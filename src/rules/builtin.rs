//! Built-in rules: `required`, `min`, `max`, `len`, `oneof`, `pattern`.
//!
//! Every rule except `required` passes on an absent `Option` and checks the
//! inner value of a present one.

use regex::Regex;

use super::Rule;
use crate::error::Violation;
use crate::record::{FieldDescriptor, FieldValue};

/// Rejects empty collections, `None`, and zero scalars.
#[derive(Debug, Clone, Default)]
pub struct Required;

impl Rule for Required {
    fn name(&self) -> &str {
        "required"
    }

    fn validate(&self, field: &FieldDescriptor<'_>) -> Result<(), Violation> {
        if field.value.is_zero() {
            Err(Violation::MissingRequiredValue)
        } else {
            Ok(())
        }
    }
}

/// Inclusive lower bound for numeric fields.
#[derive(Debug, Clone, PartialEq)]
pub struct Min {
    pub min: f64,
}

impl Rule for Min {
    fn name(&self) -> &str {
        "min"
    }

    fn validate(&self, field: &FieldDescriptor<'_>) -> Result<(), Violation> {
        let Some(value) = field.value.present() else {
            return Ok(());
        };
        let v = numeric(self.name(), value)?;
        if v < self.min {
            return Err(Violation::BelowMinimum {
                value: v,
                min: self.min,
            });
        }
        Ok(())
    }
}

/// Inclusive upper bound for numeric fields.
#[derive(Debug, Clone, PartialEq)]
pub struct Max {
    pub max: f64,
}

impl Rule for Max {
    fn name(&self) -> &str {
        "max"
    }

    fn validate(&self, field: &FieldDescriptor<'_>) -> Result<(), Violation> {
        let Some(value) = field.value.present() else {
            return Ok(());
        };
        let v = numeric(self.name(), value)?;
        if v > self.max {
            return Err(Violation::AboveMaximum {
                value: v,
                max: self.max,
            });
        }
        Ok(())
    }
}

/// Exact length of a text (in chars), sequence or mapping.
#[derive(Debug, Clone, PartialEq)]
pub struct Len {
    pub length: usize,
}

impl Rule for Len {
    fn name(&self) -> &str {
        "len"
    }

    fn validate(&self, field: &FieldDescriptor<'_>) -> Result<(), Violation> {
        let Some(value) = field.value.present() else {
            return Ok(());
        };
        let actual = value
            .len()
            .ok_or_else(|| Violation::unsupported(self.name(), value.kind()))?;
        if actual != self.length {
            return Err(Violation::LengthMismatch {
                actual,
                expected: self.length,
            });
        }
        Ok(())
    }
}

/// Text must equal one of the listed options.
#[derive(Debug, Clone, PartialEq)]
pub struct OneOf {
    pub options: Vec<String>,
}

impl Rule for OneOf {
    fn name(&self) -> &str {
        "oneof"
    }

    fn validate(&self, field: &FieldDescriptor<'_>) -> Result<(), Violation> {
        let Some(value) = field.value.present() else {
            return Ok(());
        };
        let s = text(self.name(), value)?;
        if self.options.iter().any(|o| o == s) {
            Ok(())
        } else {
            Err(Violation::NotInAllowedSet {
                value: s.to_string(),
                options: self.options.clone(),
            })
        }
    }
}

/// Text must match the regular expression in full.
#[derive(Debug, Clone)]
pub struct Pattern {
    source: String,
    regex: Regex,
}

impl Pattern {
    pub fn new(source: &str) -> Result<Self, regex::Error> {
        let regex = Regex::new(&format!("^(?:{source})$"))?;
        Ok(Self {
            source: source.to_string(),
            regex,
        })
    }

    /// The pattern as written in the tag.
    pub fn as_str(&self) -> &str {
        &self.source
    }
}

impl Rule for Pattern {
    fn name(&self) -> &str {
        "pattern"
    }

    fn validate(&self, field: &FieldDescriptor<'_>) -> Result<(), Violation> {
        let Some(value) = field.value.present() else {
            return Ok(());
        };
        let s = text(self.name(), value)?;
        if self.regex.is_match(s) {
            Ok(())
        } else {
            Err(Violation::PatternMismatch {
                value: s.to_string(),
                pattern: self.source.clone(),
            })
        }
    }
}

fn numeric(rule: &str, value: &FieldValue<'_>) -> Result<f64, Violation> {
    value
        .as_f64()
        .ok_or_else(|| Violation::unsupported(rule, value.kind()))
}

fn text<'v>(rule: &str, value: &FieldValue<'v>) -> Result<&'v str, Violation> {
    value
        .as_str()
        .ok_or_else(|| Violation::unsupported(rule, value.kind()))
}

// ---------------------------------------------------------------------------
// Factories
// ---------------------------------------------------------------------------

pub(crate) fn required(_param: &str) -> Result<Box<dyn Rule>, Violation> {
    Ok(Box::new(Required))
}

pub(crate) fn min(param: &str) -> Result<Box<dyn Rule>, Violation> {
    Ok(Box::new(Min {
        min: parse_bound("min", param)?,
    }))
}

pub(crate) fn max(param: &str) -> Result<Box<dyn Rule>, Violation> {
    Ok(Box::new(Max {
        max: parse_bound("max", param)?,
    }))
}

pub(crate) fn len(param: &str) -> Result<Box<dyn Rule>, Violation> {
    let length = param
        .trim()
        .parse::<usize>()
        .map_err(|e| Violation::invalid_parameter("len", param, e))?;
    Ok(Box::new(Len { length }))
}

pub(crate) fn oneof(param: &str) -> Result<Box<dyn Rule>, Violation> {
    if param.is_empty() {
        return Err(Violation::invalid_parameter(
            "oneof",
            param,
            "at least one option must be specified",
        ));
    }
    Ok(Box::new(OneOf {
        options: param.split('|').map(str::to_string).collect(),
    }))
}

pub(crate) fn pattern(param: &str) -> Result<Box<dyn Rule>, Violation> {
    let rule = Pattern::new(param).map_err(|e| Violation::invalid_parameter("pattern", param, e))?;
    Ok(Box::new(rule))
}

fn parse_bound(rule: &str, param: &str) -> Result<f64, Violation> {
    let bound = param
        .trim()
        .parse::<f64>()
        .map_err(|e| Violation::invalid_parameter(rule, param, e))?;
    if bound.is_nan() {
        return Err(Violation::invalid_parameter(rule, param, "bound is NaN"));
    }
    Ok(bound)
}
//! Rule registry: rule name → factory.
//!
//! # Responsibilities
//! - Map rule names to factories, last registration wins
//! - Seed the built-in rules exactly once per registry
//! - Resolve `name` / `name=param` expressions into rule instances
//!
//! # Design Decisions
//! - Registries are explicit values; [`RuleRegistry::global`] is an opt-in
//!   process-lifetime instance shared by the default loader
//! - Factories run outside the registry lock, so a factory may itself
//!   consult the registry

use std::collections::HashMap;
use std::fmt;
use std::sync::{Arc, Once, OnceLock, PoisonError, RwLock};

use super::builtin;
use super::Rule;
use crate::error::Violation;

/// Builds a rule from the text after `=` (empty when there is none).
pub type RuleFactory = Arc<dyn Fn(&str) -> Result<Box<dyn Rule>, Violation> + Send + Sync>;

/// Thread-safe mapping from rule name to [`RuleFactory`].
pub struct RuleRegistry {
    factories: RwLock<HashMap<String, RuleFactory>>,
    seeded: Once,
}

impl RuleRegistry {
    /// An empty registry. Built-ins are added by [`seed_builtins`](Self::seed_builtins).
    pub fn new() -> Self {
        Self {
            factories: RwLock::new(HashMap::new()),
            seeded: Once::new(),
        }
    }

    /// A registry with the built-in rules already installed.
    pub fn with_builtins() -> Self {
        let registry = Self::new();
        registry.seed_builtins();
        registry
    }

    /// The shared process-lifetime registry.
    pub fn global() -> Arc<RuleRegistry> {
        static GLOBAL: OnceLock<Arc<RuleRegistry>> = OnceLock::new();
        GLOBAL
            .get_or_init(|| Arc::new(RuleRegistry::with_builtins()))
            .clone()
    }

    /// Install or replace the factory for `name`.
    pub fn register<F>(&self, name: impl Into<String>, factory: F)
    where
        F: Fn(&str) -> Result<Box<dyn Rule>, Violation> + Send + Sync + 'static,
    {
        let name = name.into();
        tracing::debug!(rule = %name, "Registering validation rule");
        self.write().insert(name, Arc::new(factory));
    }

    /// Install `required`, `min`, `max`, `len`, `oneof` and `pattern`.
    ///
    /// Runs once per registry no matter how many callers race on it. A name
    /// the caller registered before seeding keeps the caller's factory.
    pub fn seed_builtins(&self) {
        self.seeded.call_once(|| {
            let builtins: [(&str, RuleFactory); 6] = [
                ("required", Arc::new(builtin::required) as RuleFactory),
                ("min", Arc::new(builtin::min) as RuleFactory),
                ("max", Arc::new(builtin::max) as RuleFactory),
                ("len", Arc::new(builtin::len) as RuleFactory),
                ("oneof", Arc::new(builtin::oneof) as RuleFactory),
                ("pattern", Arc::new(builtin::pattern) as RuleFactory),
            ];

            let mut factories = self.write();
            for (name, factory) in builtins {
                factories.entry(name.to_string()).or_insert(factory);
            }
        });
    }

    /// Build the rule for one expression such as `"required"` or `"min=5"`.
    ///
    /// # Errors
    ///
    /// [`Violation::UnknownRule`] when the name is not registered,
    /// [`Violation::InvalidParameter`] when the factory rejects the parameter.
    pub fn resolve(&self, expression: &str) -> Result<Box<dyn Rule>, Violation> {
        let (name, param) = match expression.split_once('=') {
            Some((name, param)) => (name.trim(), param.trim()),
            None => (expression.trim(), ""),
        };

        let factory = self
            .read()
            .get(name)
            .cloned()
            .ok_or_else(|| Violation::UnknownRule {
                name: name.to_string(),
            })?;

        factory(param).map_err(|err| match err {
            err @ Violation::InvalidParameter { .. } => err,
            other => Violation::invalid_parameter(name, param, other),
        })
    }

    pub fn contains(&self, name: &str) -> bool {
        self.read().contains_key(name)
    }

    /// Registered rule names, sorted.
    pub fn names(&self) -> Vec<String> {
        let mut names: Vec<String> = self.read().keys().cloned().collect();
        names.sort();
        names
    }

    fn read(&self) -> std::sync::RwLockReadGuard<'_, HashMap<String, RuleFactory>> {
        self.factories.read().unwrap_or_else(PoisonError::into_inner)
    }

    fn write(&self) -> std::sync::RwLockWriteGuard<'_, HashMap<String, RuleFactory>> {
        self.factories.write().unwrap_or_else(PoisonError::into_inner)
    }
}

impl Default for RuleRegistry {
    fn default() -> Self {
        Self::new()
    }
}

impl fmt::Debug for RuleRegistry {
    fn fmt(&self, f: &mut fmt::Formatter<'_>) -> fmt::Result {
        f.debug_struct("RuleRegistry")
            .field("rules", &self.names())
            .finish()
    }
}

/// Register a rule in the shared [`RuleRegistry::global`] instance.
pub fn register_rule<F>(name: impl Into<String>, factory: F)
where
    F: Fn(&str) -> Result<Box<dyn Rule>, Violation> + Send + Sync + 'static,
{
    RuleRegistry::global().register(name, factory)
}
//! Derive macro for `ruleconf` records.
//!
//! `#[derive(Record)]` implements `ruleconf::Record`, `ruleconf::Inspect` and
//! `ruleconf::Referent` for a struct, exposing its fields in declaration order
//! together with the rule tag attached through `#[validate(...)]`.
//!
//! ```rust,ignore
//! use ruleconf::Record;
//!
//! #[derive(Record, serde::Deserialize)]
//! struct Server {
//!     #[validate("required,min=1,max=65535")]
//!     port: u16,
//!
//!     #[validate("oneof=dev|prod|test")]
//!     env: String,
//!
//!     #[validate(skip)]
//!     scratch: Vec<u8>,
//! }
//! ```

use proc_macro::TokenStream;
use syn::{parse_macro_input, DeriveInput};

mod attrs;
mod generate;

/// Derives `Record`, `Inspect` and `Referent` for a struct.
///
/// # Attributes
///
/// - `#[validate("rule,rule=param")]` - comma-separated rule expressions.
///   Repeating the attribute appends to the list.
/// - `#[validate(skip)]` - leave the field out of validation entirely.
///
/// Fields without an attribute are still traversed, so nested records and
/// references inside them are validated.
#[proc_macro_derive(Record, attributes(validate))]
pub fn derive_record(input: TokenStream) -> TokenStream {
    let input = parse_macro_input!(input as DeriveInput);

    match generate::expand(&input) {
        Ok(tokens) => tokens.into(),
        Err(err) => err.to_compile_error().into(),
    }
}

◇ ◇ ◇ ◇

PROBLEM TO WORK ON: The answer is the number of lines in the preceding material that hold "skip"; write that number and nothing else.

RESPONSE TO THE EXERCISE: 2